(Records contained in a dataset)
━━━━━━━━━━

use battleship_arena::{init_logging, prelude::*};
use clap::{Parser, Subcommand};
use rand::RngCore;

#[derive(Parser)]
#[command(author, version, about, long_about = None)]
struct Cli {
    #[command(subcommand)]
    command: Commands,
}

#[derive(Subcommand)]
enum Commands {
    /// List the available levels and their fleets.
    Levels,
    /// Play a match between two AI players and print every notification.
    Simulate {
        #[arg(long, env = "ARENA_LEVEL", default_value_t = 1)]
        level: u32,
        #[arg(
            long,
            env = "ARENA_SEED",
            help = "Fix RNG seed for reproducible games (e.g., --seed 12345)"
        )]
        seed: Option<u64>,
    },
}

/// Prints each notification as one JSON line.
struct JsonLines;

#[async_trait::async_trait]
impl NotificationHandler for JsonLines {
    async fn handle(&mut self, event: GameEvent) -> anyhow::Result<()> {
        println!("{}", serde_json::to_string(&event)?);
        Ok(())
    }
}

#[tokio::main]
async fn main() -> anyhow::Result<()> {
    init_logging();
    let cli = Cli::parse();
    let levels = LevelsRepository::new();

    match cli.command {
        Commands::Levels => {
            for level in levels.levels() {
                let fleet: Vec<String> = level
                    .fleet
                    .iter()
                    .map(|(class, count)| format!("{}x {}", count, class.name()))
                    .collect();
                println!(
                    "level {}: {}x{} board, {}",
                    level.id,
                    level.battlefield_size,
                    level.battlefield_size,
                    fleet.join(", ")
                );
            }
        }
        Commands::Simulate { level, seed } => {
            let level = levels
                .level(level)
                .ok_or_else(|| anyhow::anyhow!("unknown level {}", level))?;
            let seed = seed.unwrap_or_else(|| rand::rng().next_u64());
            log::info!("simulating level {} with seed {}", level.id, seed);

            let (report, _) = simulate(level, seed, JsonLines).await?;
            print_report(&report);
        }
    }
    Ok(())
}

fn print_report(report: &SimulationReport) {
    for board in &report.boards {
        eprintln!("{}", board);
    }
    match &report.winner {
        Some(winner) => eprintln!(
            "match {} won by {} after {} shots",
            report.session, winner, report.shots
        ),
        None => eprintln!("match {} ended without a winner", report.session),
    }
}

━━━━━━━━━━

* [YOUR ASSIGNMENT]
Output the records above in full, with nothing altered.

* [EXERCISE SOLUTION]
use battleship_arena::{init_logging, prelude::*};
use clap::{Parser, Subcommand};
use rand::RngCore;

#[derive(Parser)]
#[command(author, version, about, long_about = None)]
struct Cli {
    #[command(subcommand)]
    command: Commands,
}

#[derive(Subcommand)]
enum Commands {
    /// List the available levels and their fleets.
    Levels,
    /// Play a match between two AI players and print every notification.
    Simulate {
        #[arg(long, env = "ARENA_LEVEL", default_value_t = 1)]
        level: u32,
        #[arg(
            long,
            env = "ARENA_SEED",
            help = "Fix RNG seed for reproducible games (e.g., --seed 12345)"
        )]
        seed: Option<u64>,
    },
}

/// Prints each notification as one JSON line.
struct JsonLines;

#[async_trait::async_trait]
impl NotificationHandler for JsonLines {
    async fn handle(&mut self, event: GameEvent) -> anyhow::Result<()> {
        println!("{}", serde_json::to_string(&event)?);
        Ok(())
    }
}

#[tokio::main]
async fn main() -> anyhow::Result<()> {
    init_logging();
    let cli = Cli::parse();
    let levels = LevelsRepository::new();

    match cli.command {
        Commands::Levels => {
            for level in levels.levels() {
                let fleet: Vec<String> = level
                    .fleet
                    .iter()
                    .map(|(class, count)| format!("{}x {}", count, class.name()))
                    .collect();
                println!(
                    "level {}: {}x{} board, {}",
                    level.id,
                    level.battlefield_size,
                    level.battlefield_size,
                    fleet.join(", ")
                );
            }
        }
        Commands::Simulate { level, seed } => {
            let level = levels
                .level(level)
                .ok_or_else(|| anyhow::anyhow!("unknown level {}", level))?;
            let seed = seed.unwrap_or_else(|| rand::rng().next_u64());
            log::info!("simulating level {} with seed {}", level.id, seed);

            let (report, _) = simulate(level, seed, JsonLines).await?;
            print_report(&report);
        }
    }
    Ok(())
}

fn print_report(report: &SimulationReport) {
    for board in &report.boards {
        eprintln!("{}", board);
    }
    match &report.winner {
        Some(winner) => eprintln!(
            "match {} won by {} after {} shots",
            report.session, winner, report.shots
        ),
        None => eprintln!("match {} ended without a winner", report.session),
    }
}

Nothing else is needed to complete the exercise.